I think a lot of people here don’t understand the danger of this fully and dismiss it with “Just use Firefox, problem solved”. Unfortunately, once this becomes widely available, that is once Chrome ships it, websites will start to use it. Maybe Amazon will just not sell to you anymore when you’re browsing with Firefox? Maybe YouTube wont serve any videos if you’re using Linux? Your bank will certainly implement this and only allow Windows 11 with Edge or some shit like that. Once this is implemented, we will all suffer, even if we’re using better alternatives right now.

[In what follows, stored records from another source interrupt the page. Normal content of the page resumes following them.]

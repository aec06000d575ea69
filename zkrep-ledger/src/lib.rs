//! Ledger state for the zkrep reputation synchronizer.
//!
//! Holds the per-epoch accumulators (global state trees and epoch trees),
//! the nullifier ledger, the on-chain event schema and the rules that apply
//! one decoded event to that state.

pub mod accumulator;
pub mod error;
pub mod events;
pub mod identity;
pub mod nullifier;
pub mod processor;
pub mod projection;
pub mod signals;
pub mod tree;
pub mod types;
pub mod verifier;

pub use accumulator::{AccumulatorState, EpochState, EpochTreeBucket, SignUpRecord};
pub use error::{LedgerError, Rejection};
pub use events::{decode_log, DecodeError, DecodedEvent, EventKind, EventPosition, LedgerEvent, RawLog};
pub use identity::Identity;
pub use nullifier::{NullifierLedger, ValidProofRecord};
pub use processor::{Effect, EventProcessor, LedgerState, Outcome, ReputationSpend};
pub use projection::{TransitionRecord, UserProjection};
pub use signals::ProofArgs;
pub use types::{
    Attestation, AttestationKind, Epoch, EpochKey, ProofIndex, ProofKey, ProtocolConfig, SnarkProof,
    GENESIS_EPOCH,
};
pub use verifier::{CircuitTag, ProofVerifier, VerifierError};
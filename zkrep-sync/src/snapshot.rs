//! Persisted synchronizer state.
//!
//! A snapshot is the cursor plus everything the event processor mutates,
//! written as JSON with big integers in the tagged `BigNumber` shape.

use std::collections::BTreeMap;

use serde::{Deserialize, Serialize};
use zkrep_common::FieldElement;
use zkrep_ledger::{AccumulatorState, LedgerState, NullifierLedger, ProofKey, ValidProofRecord};

use crate::store::StoreError;

pub const SNAPSHOT_VERSION: u32 = 1;

/// Replay progress. `start_block <= latest_processed_block <= latest_known_block` once all are set.
#[derive(Clone, Copy, Debug, Default, PartialEq, Eq, Serialize, Deserialize)]
#[serde(rename_all = "camelCase")]
pub struct SyncCursor {
    pub start_block: Option<u64>,
    pub latest_processed_block: u64,
    pub latest_known_block: Option<u64>,
}

#[derive(Clone, Debug, PartialEq, Eq, Serialize, Deserialize)]
#[serde(rename_all = "camelCase")]
pub struct Snapshot {
    pub version: u32,
    pub latest_processed_block: u64,
    pub latest_block: Option<u64>,
    pub start_block: Option<u64>,
    pub valid_proofs: BTreeMap<ProofKey, ValidProofRecord>,
    pub spent_proofs: BTreeMap<ProofKey, bool>,
    pub spent_nullifiers: Vec<FieldElement>,
    pub accumulator: AccumulatorState,
}

impl Snapshot {
    pub fn capture(cursor: &SyncCursor, state: &LedgerState) -> Self {
        Self {
            version: SNAPSHOT_VERSION,
            latest_processed_block: cursor.latest_processed_block,
            latest_block: cursor.latest_known_block,
            start_block: cursor.start_block,
            valid_proofs: state.nullifiers.valid_proofs().clone(),
            spent_proofs: state.nullifiers.spent_proofs().clone(),
            spent_nullifiers: state.nullifiers.spent_nullifiers().iter().copied().collect(),
            accumulator: state.accumulator.clone(),
        }
    }

    pub fn cursor(&self) -> SyncCursor {
        SyncCursor {
            start_block: self.start_block,
            latest_processed_block: self.latest_processed_block,
            latest_known_block: self.latest_block,
        }
    }

    /// Rebuilds the cursor and ledger state.
    pub fn restore(self) -> Result<(SyncCursor, LedgerState), StoreError> {
        if self.version != SNAPSHOT_VERSION {
            return Err(StoreError::Version {
                found: self.version,
                expected: SNAPSHOT_VERSION,
            });
        }
        let cursor = self.cursor();
        if let Some(known) = cursor.latest_known_block {
            if cursor.latest_processed_block > known {
                return Err(StoreError::Incompatible(format!(
                    "processed block {} is ahead of known block {known}",
                    cursor.latest_processed_block
                )));
            }
        }
        let nullifiers =
            NullifierLedger::from_parts(self.valid_proofs, self.spent_proofs, self.spent_nullifiers);
        Ok((
            cursor,
            LedgerState {
                accumulator: self.accumulator,
                nullifiers,
            },
        ))
    }

    pub fn to_json(&self) -> Result<String, StoreError> {
        Ok(serde_json::to_string_pretty(self)?)
    }

    pub fn from_json(json: &str) -> Result<Self, StoreError> {
        Ok(serde_json::from_str(json)?)
    }
}

#[cfg(test)]
mod tests {
    use super::*;
    use zkrep_ledger::ProtocolConfig;

    fn sample_state() -> LedgerState {
        let mut state = LedgerState::new(ProtocolConfig::default());
        state.accumulator.insert_leaf(1, FieldElement::from(5)).unwrap();
        state.nullifiers.mark_spent(FieldElement::from(u64::MAX)).unwrap();
        state
    }

    #[test]
    fn test_capture_restore() {
        let cursor = SyncCursor {
            start_block: Some(10),
            latest_processed_block: 20,
            latest_known_block: Some(25),
        };
        let state = sample_state();
        let json = Snapshot::capture(&cursor, &state).to_json().unwrap();
        let (restored_cursor, restored) = Snapshot::from_json(&json).unwrap().restore().unwrap();
        assert_eq!(restored_cursor, cursor);
        assert_eq!(restored, state);
    }

    #[test]
    fn test_json_layout() {
        let snapshot = Snapshot::capture(&SyncCursor::default(), &sample_state());
        let value: serde_json::Value = serde_json::from_str(&snapshot.to_json().unwrap()).unwrap();
        for key in [
            "version",
            "latestProcessedBlock",
            "latestBlock",
            "startBlock",
            "validProofs",
            "spentProofs",
            "spentNullifiers",
            "accumulator",
        ] {
            assert!(value.get(key).is_some(), "missing {key}");
        }
        assert_eq!(value["spentNullifiers"][0]["type"], "BigNumber");
        assert_eq!(value["spentNullifiers"][0]["hex"], "0xffffffffffffffff");
    }

    #[test]
    fn test_version_mismatch_rejected() {
        let mut snapshot = Snapshot::capture(&SyncCursor::default(), &sample_state());
        snapshot.version = 99;
        assert!(matches!(
            snapshot.restore(),
            Err(StoreError::Version { found: 99, .. })
        ));
    }

    #[test]
    fn test_cursor_ahead_of_head_rejected() {
        let cursor = SyncCursor {
            start_block: Some(1),
            latest_processed_block: 30,
            latest_known_block: Some(20),
        };
        let snapshot = Snapshot::capture(&cursor, &sample_state());
        assert!(matches!(snapshot.restore(), Err(StoreError::Incompatible(_))));
    }
}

Your bank will certainly implement this

My brother in Christ, it was 2020 before my bank supported passwords longer than 8 characters. We have 30 or 40 years before we need to worry about the banks.

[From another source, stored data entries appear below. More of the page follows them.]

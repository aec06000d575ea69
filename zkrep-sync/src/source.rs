//! Append-only event log boundary.

use std::time::Duration;

use async_trait::async_trait;
use thiserror::Error;
use tokio::sync::watch;
use zkrep_ledger::RawLog;

#[derive(Debug, Clone, Error, PartialEq, Eq)]
pub enum SourceError {
    #[error("rpc error: {0}")]
    Rpc(String),

    #[error("request timed out after {0:?}")]
    Timeout(Duration),

    #[error("invalid log: {0}")]
    InvalidLog(String),
}

/// Remote log of contract events.
#[async_trait]
pub trait EventSource: Send + Sync {
    /// Logs emitted in blocks `from_block..=to_block`, in any order.
    async fn fetch_events(&self, from_block: u64, to_block: u64) -> Result<Vec<RawLog>, SourceError>;

    /// Latest block the source considers final.
    async fn current_block(&self) -> Result<u64, SourceError>;

    /// Push channel of new head blocks, if the source supports one.
    fn new_blocks(&self) -> Option<watch::Receiver<u64>> {
        None
    }
}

Have you ever rooted an android phone?

The google SafteyNet Attestation is the precursor to browser DRM. It’s essentially phone DRM.

There are many banks that have apps that require you to pass at least the basic level attestation, if not the CTS profile matching that fails the moment you modify any system level resources, even the bootloader

luckily you can force disable CTS so it falls back on the basic level, for most apps at least. You will never have access to Google or Samsung pay though, as it actually knows your phone model should support CTS and will autofail if it no longer reports that it does.

Alongside that apps like Pokemon GO and Netflix also require at least basic attestation to function - demonstrating the DRM and anticheat capabilities of such a system.

github.com/…/MagiskHidePropsConf

This can help you pass CTS. It worked for me. Funny thing is, I don’t even remember which apps I did it for. Whatever it was, I ended up not using it after all the trouble. As for my banking apps, they only care about root, so Magisk’s denylist does the job.

GitHub - Magisk-Modules-Repo/MagiskHidePropsConf: This tool is now dead...

This tool is now dead... Contribute to Magisk-Modules-Repo/MagiskHidePropsConf development by creating an account on GitHub.

GitHub

Nah, I’m still running a stock ROM on a pixel 3a. Looking at this guide, it looks like this tool is dead. So unless it works on android 12, I can’t use it.

Enabling strict denylist actually causes my phone to break, it will randomly cause my phone to freeze up, and fail to load on phone unlock to the point I have to go into safe boot to disable my Magisk modules, only then will it boot correctly. - maybe I’m denying the wrong system apps for strict mode to work. I have still added apps to the denylist, however.

Im currently using universal Safetynet Fix to pass basic Attestation, and the only thing that fails to work is google wallets “tap to pay” feature. Which doesn’t matter as my NFC reader is broken in any case.

Oh, I didn’t notice it’s dead. I just had it bookmarked because I remember spending a lot of time trying all sorts of workarounds before it and none of them ever worked (for CTS).

I used this for Android 11; there’s a good chance it’ll still work for that version. But like I said, I ended up not needing it anyway - my phone doesn’t even have NFC! I think I mostly just did it as a FU to Google rather than for actual utility. :D

Just thought it worth mentioning that there are/were workarounds to it. Don’t know how things are now on Android 12 and 13.